During a conversation with Louisa in which he says he will not be returning to Hackley again, John mentions that one of his school friends, now a union organizer, will die soon. When that happens, word of his prediction finds its way to the Sheriff, who uses it as an excuse to arrest John.

During his subsequent questioning, John tells them about some of his travels, but he never says exactly what his "work" is. Doc Thomas comes to visit him in jail, and they have a revealing though still somewhat couched conversation, which includes John telling Doc of all the horrors he has witnessed. John then walks out of jail and leaves town while the Sheriff and his men are preoccupied with the local labor unrest.

Throughout the film, there are allusions to John's true nature in a confrontation with the sheriff, his hesitant relationship with Louisa, his unexplained ability to travel extensively, his apparent facility with multiple languages, and his apparent aloofness.

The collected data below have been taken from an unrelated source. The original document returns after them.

use crate::contacts::{DraftForm, Field};
use crate::controller::NoticeLevel;
use crate::tui::state::{BodyView, InputMode, RenderPlan, build_render_plan, delete_prompt};
use crate::tui::theme::Theme;
use crate::tui::view::TuiApp;
use ratatui::{
    prelude::*,
    widgets::{Block, Borders, Clear, List, ListItem, Paragraph, Wrap},
};

impl TuiApp {
    pub fn view(&mut self, f: &mut Frame) {
        let size = f.area();

        let chunks = Layout::default()
            .direction(Direction::Vertical)
            .constraints([
                Constraint::Length(2), // Header
                Constraint::Length(3), // Search box
                Constraint::Length(1), // Search caption
                Constraint::Min(1),    // Body
                Constraint::Length(2), // Footer
            ])
            .split(size);

        let plan = build_render_plan(
            self.controller.state(),
            self.input_mode,
            size.width,
            self.spinner_state,
        );

        self.render_header(f, chunks[0], &plan);
        self.render_search(f, chunks[1], chunks[2], &plan);
        self.render_body(f, chunks[3], &plan);
        self.render_footer(f, chunks[4], &plan);

        match self.input_mode {
            InputMode::Form => {
                if let Some(form) = self.controller.state().form.as_ref() {
                    render_form_popup(f, size, form, &self.theme);
                }
            }
            InputMode::ConfirmDelete => self.render_confirm_popup(f, size),
            _ => {}
        }
    }

    fn render_header(&self, f: &mut Frame, area: Rect, plan: &RenderPlan) {
        let lines: Vec<Line> = plan
            .header_lines
            .iter()
            .enumerate()
            .map(|(i, l)| {
                let style = if i == 0 {
                    self.theme.header_style
                } else {
                    self.theme.subtitle_style
                };
                Line::from(Span::styled(l.clone(), style))
            })
            .collect();
        f.render_widget(Paragraph::new(lines), area);
    }

    fn render_search(&mut self, f: &mut Frame, area: Rect, caption: Rect, plan: &RenderPlan) {
        let style = if self.input_mode == InputMode::Search {
            self.theme.focused_input_style
        } else {
            self.theme.input_style
        };
        self.search.set_style(style);
        f.render_widget(&self.search, area);

        if let Some(text) = &plan.search_caption {
            let p = Paragraph::new(text.clone()).style(self.theme.muted_style);
            f.render_widget(p, caption);
        }
    }

    fn render_body(&mut self, f: &mut Frame, area: Rect, plan: &RenderPlan) {
        match &plan.body {
            BodyView::Loading(text) => {
                let p = Paragraph::new(text.clone())
                    .style(self.theme.muted_style)
                    .alignment(Alignment::Center)
                    .block(Block::default().borders(Borders::ALL));
                f.render_widget(p, area);
            }
            BodyView::Failed { message, hint } => {
                let lines = vec![
                    Line::from(Span::styled(message.clone(), self.theme.error_style)),
                    Line::from(Span::styled(hint.clone(), self.theme.muted_style)),
                ];
                let p = Paragraph::new(lines)
                    .alignment(Alignment::Center)
                    .wrap(Wrap { trim: true })
                    .block(Block::default().borders(Borders::ALL));
                f.render_widget(p, area);
            }
            BodyView::Empty {
                title,
                detail,
                hint,
            } => {
                let mut lines = vec![
                    Line::from(Span::styled(
                        title.clone(),
                        self.theme.body_style.add_modifier(Modifier::BOLD),
                    )),
                    Line::from(Span::styled(detail.clone(), self.theme.muted_style)),
                ];
                if let Some(hint) = hint {
                    lines.push(Line::default());
                    lines.push(Line::from(Span::styled(hint.clone(), self.theme.info_style)));
                }
                let p = Paragraph::new(lines)
                    .alignment(Alignment::Center)
                    .wrap(Wrap { trim: true })
                    .block(Block::default().borders(Borders::ALL));
                f.render_widget(p, area);
            }
            BodyView::List { title, rows } => {
                let items: Vec<ListItem> = rows
                    .iter()
                    .map(|r| ListItem::new(r.as_str()).style(self.theme.body_style))
                    .collect();
                let list = List::new(items)
                    .block(Block::default().borders(Borders::ALL).title(title.as_str()))
                    .highlight_style(self.theme.selected_style)
                    .highlight_symbol(">> ");
                f.render_stateful_widget(list, area, &mut self.list_state);
            }
        }
    }

    fn render_footer(&self, f: &mut Frame, area: Rect, plan: &RenderPlan) {
        let footer_chunks = Layout::default()
            .direction(Direction::Vertical)
            .constraints([Constraint::Length(1), Constraint::Length(1)])
            .split(area);

        let status_line = match (&self.hint, &plan.notice) {
            (Some(hint), _) => Line::from(Span::styled(hint.clone(), self.theme.muted_style)),
            (None, Some((NoticeLevel::Error, msg))) => {
                Line::from(Span::styled(msg.clone(), self.theme.error_style))
            }
            (None, Some((NoticeLevel::Info, msg))) => {
                Line::from(Span::styled(msg.clone(), self.theme.info_style))
            }
            (None, None) => Line::default(),
        };
        f.render_widget(Paragraph::new(status_line), footer_chunks[0]);

        let hints = Paragraph::new(plan.footer_line.clone()).style(self.theme.footer_style);
        f.render_widget(hints, footer_chunks[1]);
    }

    fn render_confirm_popup(&self, f: &mut Frame, area: Rect) {
        let state = self.controller.state();
        let Some(name) = state
            .pending_delete
            .as_ref()
            .and_then(|id| state.contact(id))
            .map(|c| c.name.as_str())
        else {
            return;
        };

        let lines = vec![
            Line::from(delete_prompt(name)),
            Line::default(),
            Line::from(Span::styled(
                "[y] Delete   [n] Cancel",
                self.theme.muted_style,
            )),
        ];
        let block = Block::default()
            .title("Delete Contact")
            .borders(Borders::ALL)
            .border_style(self.theme.error_style);
        let p = Paragraph::new(lines)
            .style(self.theme.popup_style)
            .wrap(Wrap { trim: true })
            .block(block);

        let popup_area = centered_rect(50, 30, area);
        f.render_widget(Clear, popup_area);
        f.render_widget(p, popup_area);
    }
}

fn render_form_popup(f: &mut Frame, area: Rect, form: &DraftForm, theme: &Theme) {
    let mut lines: Vec<Line> = Vec::new();
    for field in Field::ALL {
        let focused = form.focus == field;
        let label_style = if focused {
            theme.focused_input_style.add_modifier(Modifier::BOLD)
        } else {
            theme.body_style
        };
        lines.push(Line::from(Span::styled(field.label(), label_style)));

        let cursor = if focused && !form.submitting { "_" } else { "" };
        let value = format!("> {}{cursor}", form.value(field));
        let value_style = if focused {
            theme.focused_input_style
        } else {
            theme.input_style
        };
        lines.push(Line::from(Span::styled(value, value_style)));

        match form.errors.get(field) {
            Some(err) => lines.push(Line::from(Span::styled(err.to_string(), theme.error_style))),
            None => lines.push(Line::default()),
        }
    }

    if let Some(err) = &form.submit_error {
        lines.push(Line::from(Span::styled(err.clone(), theme.error_style)));
    }
    let action = if form.submitting {
        Span::styled("Adding...", theme.muted_style)
    } else {
        Span::styled("[Enter] Add Contact   [Esc] Cancel", theme.info_style)
    };
    lines.push(Line::from(action));

    let block = Block::default()
        .title("Add New Contact")
        .borders(Borders::ALL);
    let p = Paragraph::new(lines)
        .style(theme.popup_style)
        .wrap(Wrap { trim: false })
        .block(block);

    let popup_area = centered_rect(60, 70, area);
    f.render_widget(Clear, popup_area);
    f.render_widget(p, popup_area);
}

/// helper function to create a centered rect using up certain percentage of the available rect `r`
fn centered_rect(percent_x: u16, percent_y: u16, r: Rect) -> Rect {
    let popup_layout = Layout::default()
        .direction(Direction::Vertical)
        .constraints([
            Constraint::Percentage((100 - percent_y) / 2),
            Constraint::Percentage(percent_y),
            Constraint::Percentage((100 - percent_y) / 2),
        ])
        .split(r);

    Layout::default()
        .direction(Direction::Horizontal)
        .constraints([
            Constraint::Percentage((100 - percent_x) / 2),
            Constraint::Percentage(percent_x),
            Constraint::Percentage((100 - percent_x) / 2),
        ])
        .split(popup_layout[1])[1]
}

Towards the end of the film, the conversation that John has with Doc Thomas appears to imply that the "End of Days" (as mentioned in the Book of Revelation) is close at hand. This is reinforced when Doc asks if it will come by fire and emphasized by the fact that John may be more than he appears to be when he opens, without difficulty, an apparently locked jail cell door.

==Cast==
- Sidney Poitier as John Kane
- Will Geer as "Doc" Thomas
- Bradford Dillman as Lloyd Thomas
- Beverly Todd as Louisa MacGill
- Ramon Bieri as Orly Ball
- Warren J. Kemmerling as George
- Lincoln Kilpatrick as Charley Gray
- P. Jay Sidney as Reverend MacGill
- Richard Ward as Frank
- Paul Winfield as Henry Birkart
- Zara Cully as Miss Nettie
- Michael Bell as Cleve
- Howard Rice as Jimmy
- Darlene Rice as Marsha
- Harry Davis as "Turnkey"
- Lynn Hamilton as Sarah

==Critical reception==
The film was negatively reviewed by Vincent Canby in The New York Times, who stated, "If Brother John is a disaster—and it is—the responsibility is Mr. Poitier's, whose company produced the movie and hired everyone connected with it. Time has run out. It's too late to believe that he's still a passive participant in his own, premature deification." Tom Hutchinson gave the film a two-star review in Radio Times, concluding that "[a]s a fantasy it's pleasant enough, but James Goldstone's film could have be [sic] much more searching in its implications."

==Religious Connotations==
The naming of the protagonist as "John" might be a reference to John of Patmos who wrote the Book of Revelation.